À l’ombre de la mort

Article : À l’ombre de la mort
Crédit: Paul Kli / Iwaria
28 septembre 2021

À l’ombre de la mort

Ils sont partis. Ceux dont on a dérobé les rêves et le sourire. Ceux dont on maintenait la tête dans les eaux troubles d’une piètre existence. Ils sont partis sans laisser de traces. Sans un mot ou un au revoir. De leur terre lointaine, ils crient leur désarroi,  leurs regrets et leurs peines. Mais aussi leur haine de ce sol. Haine cultivée grâce aux engrais de l’irresponsabilité, de la corruption, de cette démission et résignation de tout un peuple qui s’est vu trahi, humilié, déshumanisé. Les yeux ouverts. La bouche muselée. Les mains liées. Impuissant, comme plus d’un à cette minute précise, livrés à la merci des bandits. Des bandits législateurs. Dictateurs et tout-puissants.

Alors qu’on essaie tous de vaquer à nos occupations respectives, tant bien que mal. Avec la peur au ventre, la gorge nouée, les sens en alerte à chaque véhicule qui s’approche un peu trop dans les rues déjà étroites. Alors qu’on essaie de chercher la vie là où il n’en reste apparemment plus, d’autres, sont privés de leur liberté et se voient arracher une part d’eux-mêmes qui ne reviendra pas. Mutilés, marqués au fer rouge par une expérience traumatisante. Et ceci, s’ils en réchappent vivants, tandis qu’ils sont cassés et brisés. Morts à l’intérieur.

Ici, une vie ne compte pas. La vie ? Il n’en reste presque plus. Pas assez pour tous. Ou beaucoup trop pour trop peu. L’air vient à manquer. Les décideurs le rendent tributaire de leurs exactions. De leurs démonstrations de force et d’inhumanité. Une inhumanité créée par les circonstances amères de la survie, nourrie, attisée, pour être enfin utilisée. Par certains, contre d’autres.

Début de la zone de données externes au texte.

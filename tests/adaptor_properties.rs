//! Property-based tests for the adaptor's operator suite.

use std::cell::Cell;

use iterator_adaptors::CellPtr;
use iterator_adaptors::ConstCellPtr;
use iterator_adaptors::DefaultPolicies;
use iterator_adaptors::IteratorAdaptor;
use iterator_adaptors::Ptr;
use iterator_adaptors::cursor::Cursor;
use iterator_adaptors::pair::Adaptors;
use iterator_adaptors::pair::PairConstIterator;
use iterator_adaptors::pair::PairIterator;
use proptest::prelude::*;

type Adapted<'a> = IteratorAdaptor<Ptr<'a, i32>, DefaultPolicies>;
type CellPair<'a> = Adaptors<CellPtr<'a, i32>, ConstCellPtr<'a, i32>>;

// =============================================================================
// Test helpers
// =============================================================================

/// A non-empty slice and two positions in `0..=len`.
fn slice_and_positions() -> impl Strategy<Value = (Vec<i32>, usize, usize)> {
    return prop::collection::vec(any::<i32>(), 1..64).prop_flat_map(|data| {
        let len = data.len();
        return (Just(data), 0..=len, 0..=len);
    });
}

fn at(data: &[i32], index: usize) -> Adapted<'_> {
    return IteratorAdaptor::new(Ptr::at(data, index));
}

// =============================================================================
// The worked example
// =============================================================================

#[test]
fn worked_example() {
    let data = [10, 20, 30];
    let p = at(&data, 0);

    assert_eq!(*p.get(), 10);
    assert_eq!(*(p + 2).get(), 30);
    assert_eq!(&(p + 2) - &p, 2);
    assert!(p == p);
    assert!(p < p + 1);
    assert_eq!(*p.at(1), 20);
}

// =============================================================================
// Arithmetic properties
// =============================================================================

proptest! {
    #![proptest_config(ProptestConfig::with_cases(200))]

    /// Wrapping changes nothing the default policy can observe.
    #[test]
    fn dereference_matches_cursor((data, x, _) in slice_and_positions()) {
        prop_assume!(x < data.len());
        let cursor = Ptr::at(&data, x);
        let p: Adapted = IteratorAdaptor::new(cursor);
        prop_assert_eq!(p.get(), cursor.get());
        prop_assert_eq!(*p.get(), data[x]);
    }

    /// (p + n) - n == p
    #[test]
    fn offset_then_back((data, x, y) in slice_and_positions()) {
        let p = at(&data, x);
        let n = y as isize - x as isize;
        prop_assert_eq!((p + n) - n, p);
        prop_assert_eq!(p + 0, p);
    }

    /// p + n == n + p
    #[test]
    fn offset_commutes((data, x, y) in slice_and_positions()) {
        let p = at(&data, x);
        let n = y as isize - x as isize;
        prop_assert_eq!(p + n, n + p);
    }

    /// x - y is the number of increments taking y to x.
    #[test]
    fn distance_counts_increments((data, x, y) in slice_and_positions()) {
        let px = at(&data, x);
        let py = at(&data, y);
        prop_assert_eq!(&px - &py, x as isize - y as isize);

        let (low, high) = if x <= y { (px, py) } else { (py, px) };
        let mut steps = 0isize;
        let mut walker = low;
        while walker != high {
            walker.increment();
            steps += 1;
        }
        prop_assert_eq!(steps, &high - &low);
    }

    /// Post-increment hands back the old position and moves by one.
    #[test]
    fn post_increment_returns_prior((data, x, _) in slice_and_positions()) {
        prop_assume!(x < data.len());
        let mut p = at(&data, x);
        let old = p.post_increment();
        prop_assert_eq!(old, at(&data, x));
        prop_assert_eq!(p, old + 1);

        let newer = p.post_decrement();
        prop_assert_eq!(newer, old + 1);
        prop_assert_eq!(p, old);
    }

    /// p[n] == *(p + n)
    #[test]
    fn index_is_offset_then_dereference((data, x, y) in slice_and_positions()) {
        prop_assume!(y < data.len());
        let p = at(&data, x);
        let n = y as isize - x as isize;
        prop_assert_eq!(p.at(n), (p + n).get());
    }
}

// =============================================================================
// Comparison properties
// =============================================================================

proptest! {
    #![proptest_config(ProptestConfig::with_cases(200))]

    /// Exactly one of x < y, x == y, y < x.
    #[test]
    fn trichotomy((data, x, y) in slice_and_positions()) {
        let px = at(&data, x);
        let py = at(&data, y);
        let held = [px < py, px == py, py < px].iter().filter(|b| **b).count();
        prop_assert_eq!(held, 1);
    }

    /// <= and >= are the negations of the strict relations.
    #[test]
    fn derived_relations((data, x, y) in slice_and_positions()) {
        let px = at(&data, x);
        let py = at(&data, y);
        prop_assert_eq!(px <= py, !(py < px));
        prop_assert_eq!(px >= py, !(px < py));
        prop_assert_eq!(px > py, py < px);
        prop_assert_eq!(px != py, !(px == py));
        prop_assert_eq!(px.cmp(&py), x.cmp(&y));
    }
}

// =============================================================================
// Ranges and pairs
// =============================================================================

proptest! {
    #![proptest_config(ProptestConfig::with_cases(200))]

    /// An adapted range yields what the slice iterator yields, both ways.
    #[test]
    fn range_matches_slice((data, x, y) in slice_and_positions()) {
        let (low, high) = (x.min(y), x.max(y));
        let range = at(&data, low).until(at(&data, high));
        prop_assert_eq!(range.len(), (high - low) as isize);

        let forward: Vec<i32> = range.copied().collect();
        prop_assert_eq!(&forward[..], &data[low..high]);

        let backward: Vec<i32> = range.rev().copied().collect();
        let expected: Vec<i32> = data[low..high].iter().rev().copied().collect();
        prop_assert_eq!(backward, expected);
    }

    /// The const member reads exactly what the mutable member points at,
    /// including writes made through the mutable one.
    #[test]
    fn const_conversion_reads_same_element(
        values in prop::collection::vec(any::<i32>(), 1..32),
        index in any::<prop::sample::Index>(),
        written in any::<i32>(),
    ) {
        let cells: Vec<Cell<i32>> = values.iter().copied().map(Cell::new).collect();
        let i = index.index(cells.len());

        let m = PairIterator::<CellPair>::new(CellPtr::at(&cells, i));
        let c = PairConstIterator::<CellPair>::from_nonconst(&m);
        prop_assert_eq!(c.get(), values[i]);
        prop_assert!(c == m && m == c);
        prop_assert_eq!(&c - &m, 0);

        m.get().set(written);
        prop_assert_eq!(c.get(), written);
    }
}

Un mort et huit enlèvements en un jour (ceux connus des statistiques). Une inspiration volée. Un bain de larmes versé. Et des cœurs meurtris dans un deuil forcé et inattendu. Ce deuil qui foudroie sans prévenir. Comme si à l’improviste, l’ange de la mort venait à frapper à la porte. Et voici, une vie se retrouve à la merci d’une balle perdue, errante et aveugle. Et le sort en est jeté en quelques secondes, pas plus. Et l’amertume s’installe dans les foyers, faisant des insomniaques, des dépressifs et des fous. Pourquoi le sort a voulu que ce soit eux ? Quels jeux de hasard ou quelles combines ont fait d’eux des cibles ? Personne ne le sait. La roulette du malheur comporte de ces mystères qui défient l’entendement humain.  

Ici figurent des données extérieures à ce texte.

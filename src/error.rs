//! Policy operations and the unsupported-operation failure.
//!
//! Adaptors never raise errors of their own. A policy that cannot perform an
//! operation has two options:
//!
//! - Leave the operation trait unimplemented. The adaptor method that needs
//!   it then fails to type-check, which is the preferred form.
//! - Implement the trait and call [`unsupported`] at runtime, for policies
//!   whose capability depends on a value rather than a type.
//!
//! Whatever the base cursor does on invalid input (slice index panics, debug
//! assertions) propagates through the adaptor unchanged.

use std::fmt;

use thiserror::Error;

/// The seven operations a policy set can provide.
#[derive(Clone, Copy, Debug, PartialEq, Eq, Hash, PartialOrd, Ord)]
pub enum Operation {
    Dereference,
    Increment,
    Decrement,
    Advance,
    Distance,
    Equal,
    Less,
}

impl Operation {
    /// Every operation, in declaration order.
    pub const ALL: [Operation; 7] = [
        Operation::Dereference,
        Operation::Increment,
        Operation::Decrement,
        Operation::Advance,
        Operation::Distance,
        Operation::Equal,
        Operation::Less,
    ];

    /// Lowercase name, as used in panic messages and profiling reports.
    pub fn name(self) -> &'static str {
        return match self {
            Operation::Dereference => "dereference",
            Operation::Increment => "increment",
            Operation::Decrement => "decrement",
            Operation::Advance => "advance",
            Operation::Distance => "distance",
            Operation::Equal => "equal",
            Operation::Less => "less",
        };
    }

    /// Position in [`Operation::ALL`].
    #[inline]
    pub(crate) fn index(self) -> usize {
        return self as usize;
    }
}

impl fmt::Display for Operation {
    fn fmt(&self, f: &mut fmt::Formatter<'_>) -> fmt::Result {
        return f.write_str(self.name());
    }
}

/// Failure raised by a policy, never by the adaptor itself.
#[derive(Clone, Copy, Debug, PartialEq, Eq, Error)]
pub enum PolicyError {
    /// The policy declines an operation its base cursor cannot support.
    #[error("policy does not support `{0}`")]
    Unsupported(Operation),
}

/// Decline `op` at runtime.
///
/// Panics with the [`PolicyError::Unsupported`] message. Intended for use
/// inside policy implementations only.
#[cold]
#[track_caller]
pub fn unsupported(op: Operation) -> ! {
    panic!("{}", PolicyError::Unsupported(op));
}

#[cfg(test)]
mod tests {
    use super::*;

    #[test]
    fn names_match_display() {
        for op in Operation::ALL {
            assert_eq!(op.to_string(), op.name());
        }
    }

    #[test]
    fn index_matches_all_order() {
        for (i, op) in Operation::ALL.iter().enumerate() {
            assert_eq!(op.index(), i);
        }
    }

    #[test]
    fn unsupported_message() {
        let err = PolicyError::Unsupported(Operation::Advance);
        assert_eq!(err.to_string(), "policy does not support `advance`");
    }

    #[test]
    #[should_panic(expected = "policy does not support `distance`")]
    fn unsupported_panics() {
        unsupported(Operation::Distance);
    }
}
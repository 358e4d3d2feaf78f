//! A counter posing as a cursor.
//!
//! The base is a bare `isize`. It implements none of the cursor traits, so
//! every operation is written out and the trait description is supplied with
//! [`ExplicitTraits`]. Dereferencing yields the count itself, by value.

use iterator_adaptors::ExplicitTraits;
use iterator_adaptors::IteratorAdaptor;
use iterator_adaptors::RandomAccessTag;
use iterator_adaptors::policy::Advance;
use iterator_adaptors::policy::Decrement;
use iterator_adaptors::policy::Dereference;
use iterator_adaptors::policy::Distance;
use iterator_adaptors::policy::Equal;
use iterator_adaptors::policy::Increment;
use iterator_adaptors::policy::Less;

#[derive(Clone, Copy, Debug, Default)]
pub struct Counting;

pub type CountingTraits = ExplicitTraits<RandomAccessTag, isize, isize, *const isize, isize>;

/// Counts upward from wherever it starts.
pub type Counter = IteratorAdaptor<isize, Counting, CountingTraits>;

pub fn counter(start: isize) -> Counter {
    return IteratorAdaptor::new(start);
}

impl Dereference<isize, isize> for Counting {
    #[inline]
    fn dereference(base: &isize) -> isize {
        return *base;
    }
}

impl Increment<isize> for Counting {
    #[inline]
    fn increment(base: &mut isize) {
        *base += 1;
    }
}

impl Decrement<isize> for Counting {
    #[inline]
    fn decrement(base: &mut isize) {
        *base -= 1;
    }
}

impl Advance<isize, isize> for Counting {
    #[inline]
    fn advance(base: &mut isize, n: isize) {
        *base += n;
    }
}

impl Distance<isize, isize, isize> for Counting {
    #[inline]
    fn distance(x: &isize, y: &isize) -> isize {
        return y - x;
    }
}

impl Equal<isize> for Counting {
    #[inline]
    fn equal(x: &isize, y: &isize) -> bool {
        return x == y;
    }
}

impl Less<isize> for Counting {
    #[inline]
    fn less(x: &isize, y: &isize) -> bool {
        return x < y;
    }
}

Chaque famille porte ainsi son lot de meurtrissures, de colère et de haine. Leur nombre augmentant de jour en jour, tandis que les autorités ne s’en sentent pas concernés. Parce qu’elles ont mieux à faire ailleurs. Dans les caisses de l’Etat par exemple, toujours renflouées par les aides dont bénéficie le pays et qui justifient l’état lamentable dans lequel nous nous trouvons aujourd’hui. Pourquoi s’évertuer à quoi que ce soit quand on est si confortablement installé et que la misère et la pauvreté de la population est toujours une excuse pour plus de profits?

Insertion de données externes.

//! Educational policy sets built on `iterator_adaptors`.
//!
//! Each module is one small policy set showing a different way to use the
//! policy contract. None of them is needed by the core crate; they exist to
//! compare approaches and to exercise the conformance suite.
//!
//! # Policy Sets
//!
//! | Policy | Base | Overrides | Shows |
//! |--------|------|-----------|-------|
//! | `Reverse` | any bidirectional cursor | everything but `equal` | mirrored arithmetic and ordering |
//! | `Indirect` | cursor over pointers | `dereference` | inheriting six of seven operations |
//! | `Counting` | bare `isize` | everything | a base with no cursor traits and an explicit description |
//! | `ForwardOnly` | any cursor | `decrement`, `advance`, `distance` | declining operations at runtime |
//!
//! # Example
//!
//! ```
//! use gallery::reverse::Reverse;
//! use iterator_adaptors::IteratorAdaptor;
//! use iterator_adaptors::Ptr;
//!
//! let data = [1, 2, 3];
//! let first: IteratorAdaptor<Ptr<i32>, Reverse> = IteratorAdaptor::new(Ptr::end(&data));
//! let last = IteratorAdaptor::new(Ptr::begin(&data));
//!
//! let backwards: Vec<i32> = first.until(last).copied().collect();
//! assert_eq!(backwards, [3, 2, 1]);
//! ```

pub mod conformance;
pub mod counting;
pub mod forward_only;
pub mod indirect;
pub mod reverse;

use iterator_adaptors::policy::Advance;
use iterator_adaptors::policy::Decrement;
use iterator_adaptors::policy::Dereference;
use iterator_adaptors::policy::Distance;
use iterator_adaptors::policy::Equal;
use iterator_adaptors::policy::Increment;
use iterator_adaptors::policy::Less;

/// Every operation a random-access adaptor over `I` needs, with reference
/// type `R` and difference type `D`.
pub trait RandomAccessPolicies<I, R, D>:
    Dereference<I, R> + Increment<I> + Decrement<I> + Advance<I, D> + Distance<I, I, D> + Equal<I, I> + Less<I, I>
{
}

impl<P, I, R, D> RandomAccessPolicies<I, R, D> for P where
    P: Dereference<I, R> + Increment<I> + Decrement<I> + Advance<I, D> + Distance<I, I, D> + Equal<I, I> + Less<I, I>
{
}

Depuis quand ça dure, me diriez-vous. Depuis trop longtemps, évidemment. Manifestations, dénonciations, opérations, indignation sur les médias et les réseaux sociaux, mais rien ne bouge. On s’y est tous faits en fin de compte. Comme avec la corruption qui nous a maintenus dans un état de sous-développement de plus en plus exacerbé, de quoi nous enlever toute once de dignité humaine. Depuis toujours. Apaisée, la vague reprend, comme habituée à un certain rythme, à une certaine rentrée d’argent trop jouissif.

On prend des mesures, on fait preuve de prudence comme on peut. On se voue à tous les esprits et à tous les saints. Et le Bon Dieu n’a plus le temps d’écouter toutes nos doléances et supplications, alors il détourne l’oreille et nous laisse face à nos choix et en proie à nos déboires. Des vies ont déjà été ravagées, des familles endeuillées, des jeunes fauchés, des rêves détruits et des destinées gâchées. Depuis trop longtemps. Sous un ciel toujours candide et ensoleillé. Un ciel qui était censé apporter espoir et quiétude. Ce ciel bleu qui regarde toujours. Des milliers d’âmes attendent sa justice.